Michael Taylor

Mentor story

·

Midas · 249 sessions

“People treat mentorship like charity. I don't. It's selfish: you get just as much out of these calls as the mentee, and it has to go both ways.”

Michael Taylor

Prompt Engineer & Growth Marketer · Vexpower

United Kingdom · Jun 2026

The Work

Tell us about what you do and how you got here.

I'm a data-driven, technical marketer. I built and ran an agency with around 50 people, and for years my world was paid ads, content, conversion, the whole growth picture, with a lot of experiments behind it. These days I'm co-founder at Vexpower, and I've gone deep on prompt engineering and the technical, data side of marketing.

When I was running the agency I had 50 people always asking me questions, relying on my advice, striking my ego, laughing at my jokes. Then I left, and suddenly I didn't have any of that, and I missed it a lot more than I expected. GrowthMentor became that for me. Diving in, solving interesting problems with people, but on my terms. A lot less impactful than the agency grind, but all the good parts with none of the bad parts.

Why Mentor

What made you join GrowthMentor in the first place?

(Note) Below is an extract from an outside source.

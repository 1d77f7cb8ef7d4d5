pub mod routes;
pub mod ws;

pub use routes::build_router;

Honestly it was that emotional gap right after I left the agency. I went from 50 people relying on me to nobody, and I missed the back-and-forth more than I thought I would. So GrowthMentor was a kind of emotional support network, a way to keep diving into interesting problems with people without the bad parts of the grind.

And I'll be straight that the bigger reason is selfish. The most rewarding thing is staying plugged in. It's really easy, especially for someone like me who overthinks everything, to go down a path of building products nobody uses and writing content nobody reads, putting stuff into the world that isn't based in reality. Mentoring grounds you. As you get more senior you get really divorced from reality unless you keep touching base with people at every level, junior, entry, all the way up through management. My most rewarding calls are the ones where I learn a new insight or run into a type of problem I didn't realize people were having.

Who They Help

You say the calls go both ways. What do you actually get out of them?

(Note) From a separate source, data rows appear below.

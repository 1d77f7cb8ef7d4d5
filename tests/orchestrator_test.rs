mod common;

use candlecast::application::orchestrator::{PredictRequest, PredictionOrchestrator};
use candlecast::domain::forecast::PredictionOutcome;
use candlecast::domain::market::Timeframe;
use candlecast::domain::ports::CandleProvider;
use candlecast::domain::validation::RejectReason;
use candlecast::infrastructure::bots::BotRegistry;
use candlecast::infrastructure::hub::SubscriptionHub;
use candlecast::infrastructure::mock::{MockBot, MockProvider};
use common::Harness;
use std::sync::Arc;
use std::time::Duration;

async fn orchestrator(harness: &Harness, registry: BotRegistry) -> Arc<PredictionOrchestrator> {
    let provider = Arc::new(MockProvider::new("primary"));
    let loader = harness.loader(vec![provider as Arc<dyn CandleProvider>]);
    let hub = Arc::new(SubscriptionHub::new(Duration::from_millis(500)));
    Arc::new(PredictionOrchestrator::new(
        &harness.config,
        loader,
        Arc::new(registry),
        Arc::clone(&harness.prediction_repo),
        hub,
        harness.metrics.clone(),
    ))
}

#[tokio::test]
async fn drifting_bot_is_rejected_and_survivor_ratio_applies() {
    let dir = tempfile::tempdir().unwrap();
    let harness = Harness::new(&dir).await;
    harness.seed_candles("ACME", 120, 100.0).await;

    // Bot A drifts 2% at most; bot B runs 50-100% away from reference.
    let mut registry = BotRegistry::new();
    registry.register(Arc::new(MockBot::linear("bot_a", 101.0, 102.0, 0.8)));
    registry.register(Arc::new(MockBot::linear("bot_b", 150.0, 200.0, 0.9)));

    let orchestrator = orchestrator(&harness, registry).await;
    let record = orchestrator
        .predict(PredictRequest {
            symbol: "ACME".to_string(),
            timeframe: Timeframe::FiveMin,
            horizon_minutes: 60,
            selected_bots: Some(vec!["bot_a".to_string(), "bot_b".to_string()]),
            use_cache: true,
        })
        .await
        .unwrap();

    assert_eq!(record.outcome, PredictionOutcome::Merged);
    assert_eq!(record.survivors(), vec!["bot_a"]);
    assert!(record.bot_contributions["bot_a"].accepted);
    assert!(!record.bot_contributions["bot_b"].accepted);
    assert!(
        record.validation_flags["bot_b"]
            .reasons
            .contains(&RejectReason::TotalDriftExceeded)
    );

    // overall = bot_a confidence scaled by the 1/2 survivor ratio.
    assert!((record.overall_confidence - 0.4).abs() < 1e-9);

    // Raw outputs are retained for both bots regardless of acceptance.
    assert_eq!(record.raw_bot_outputs.len(), 2);
    assert_eq!(record.raw_bot_outputs["bot_b"].first().unwrap().price, 150.0);

    // Merged series is bot_a's alone and obeys the envelope.
    assert_eq!(record.predicted_series.len(), 12);
    for point in &record.predicted_series {
        assert!(point.ts >= record.produced_at);
        assert!((point.price - record.reference_price).abs() / record.reference_price <= 0.12);
    }
}

#[tokio::test]
async fn slow_bot_times_out_and_rest_survive() {
    let dir = tempfile::tempdir().unwrap();
    let harness = Harness::new(&dir).await;
    harness.seed_candles("ACME", 120, 100.0).await;

    let mut registry = BotRegistry::new();
    registry.register(Arc::new(MockBot::flat("steady", 0.6)));
    registry.register(Arc::new(MockBot::slow(
        "sleepy",
        Duration::from_millis(1800),
        0.9,
    )));

    let orchestrator = orchestrator(&harness, registry).await;
    let record = orchestrator
        .predict(PredictRequest {
            symbol: "ACME".to_string(),
            timeframe: Timeframe::FiveMin,
            horizon_minutes: 30,
            selected_bots: None,
            use_cache: true,
        })
        .await
        .unwrap();

    assert_eq!(record.survivors(), vec!["steady"]);
    assert!(
        record.validation_flags["sleepy"]
            .reasons
            .contains(&RejectReason::TimedOut)
    );
}

#[tokio::test]
async fn zero_survivors_still_persists_an_audit_record() {
    let dir = tempfile::tempdir().unwrap();
    let harness = Harness::new(&dir).await;
    harness.seed_candles("ACME", 120, 100.0).await;

    let mut registry = BotRegistry::new();
    registry.register(Arc::new(MockBot::linear("wild", 400.0, 500.0, 0.9)));
    registry.register(Arc::new(MockBot::failing("broken", "shape mismatch")));

    let orchestrator = orchestrator(&harness, registry).await;
    let record = orchestrator
        .predict(PredictRequest {
            symbol: "ACME".to_string(),
            timeframe: Timeframe::FiveMin,
            horizon_minutes: 60,
            selected_bots: None,
            use_cache: true,
        })
        .await
        .unwrap();

    assert_eq!(record.outcome, PredictionOutcome::NoValidPrediction);
    assert!(record.predicted_series.is_empty());
    assert_eq!(record.overall_confidence, 0.0);
    assert!(record.survivors().is_empty());
    assert!(
        record.validation_flags["broken"]
            .reasons
            .contains(&RejectReason::BotError)
    );

    // Audit record is queryable afterwards.
    let stored = harness
        .prediction_repo
        .find_latest("ACME", Timeframe::FiveMin)
        .await
        .unwrap()
        .expect("record persisted");
    assert_eq!(stored.id, record.id);
    assert_eq!(stored.outcome, PredictionOutcome::NoValidPrediction);
    assert_eq!(stored.raw_bot_outputs.len(), 2);
}

#[tokio::test]
async fn merged_record_round_trips_through_the_store() {
    let dir = tempfile::tempdir().unwrap();
    let harness = Harness::new(&dir).await;
    harness.seed_candles("ACME", 120, 100.0).await;

    let mut registry = BotRegistry::new();
    registry.register(Arc::new(MockBot::linear("bot_a", 100.5, 101.0, 0.7)));
    registry.register(Arc::new(MockBot::linear("bot_b", 99.5, 99.0, 0.3)));

    let orchestrator = orchestrator(&harness, registry).await;
    let record = orchestrator
        .predict(PredictRequest {
            symbol: "ACME".to_string(),
            timeframe: Timeframe::FiveMin,
            horizon_minutes: 30,
            selected_bots: None,
            use_cache: true,
        })
        .await
        .unwrap();

    assert_eq!(record.survivors().len(), 2);
    // Weighted between the two bots, tilted towards bot_a.
    let first = record.predicted_series.first().unwrap();
    assert!(first.price > 99.5 && first.price < 100.5);

    let stored = harness
        .prediction_repo
        .find_latest("ACME", Timeframe::FiveMin)
        .await
        .unwrap()
        .expect("record persisted");
    assert_eq!(stored.predicted_series, record.predicted_series);
    assert_eq!(stored.bot_contributions, record.bot_contributions);
    assert_eq!(stored.feature_snapshot, record.feature_snapshot);
}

A lot of people think of mentorship like, oh, you've got to give back, it's charity. I don't see it that way at all. It's selfish motivation, and you get just as much out of these calls as everyone else is getting. It has to be bilaterally valuable, otherwise it's not sustainable, especially over the length of time I've been doing this.

There's another thing that happens when you meet your heroes through this kind of work. I've worked with super smart people I really looked up to, and when you actually meet them you realize they're not gods, they're not that much more intelligent than other people I've worked with. There's a random element to success. Plenty of people are doing the right things and just haven't got there yet, and some people did the wrong things and succeeded anyway. Once you realize the bar is much lower than you think, you can self-evaluate and see that most of your own ideas are better than you realized.

A Standout Session

A lot of your calls sound less like growth and more like therapy. What's going on there?

There's a phrase I heard once, I think from Brian Balfour, that growth is optional. The feeling behind it is that almost always when a company or a person isn't growing, it's because they're self-sabotaging in some way. So even though we're talking about growth, half the time it really feels like a therapy session. It's discovering what limiting belief you have, what intrusive thoughts and anxieties are stopping you, the things you're afraid to do. Usually you already know the right thing to do, and it's just a case of uncovering that and working through it, telling you it's okay.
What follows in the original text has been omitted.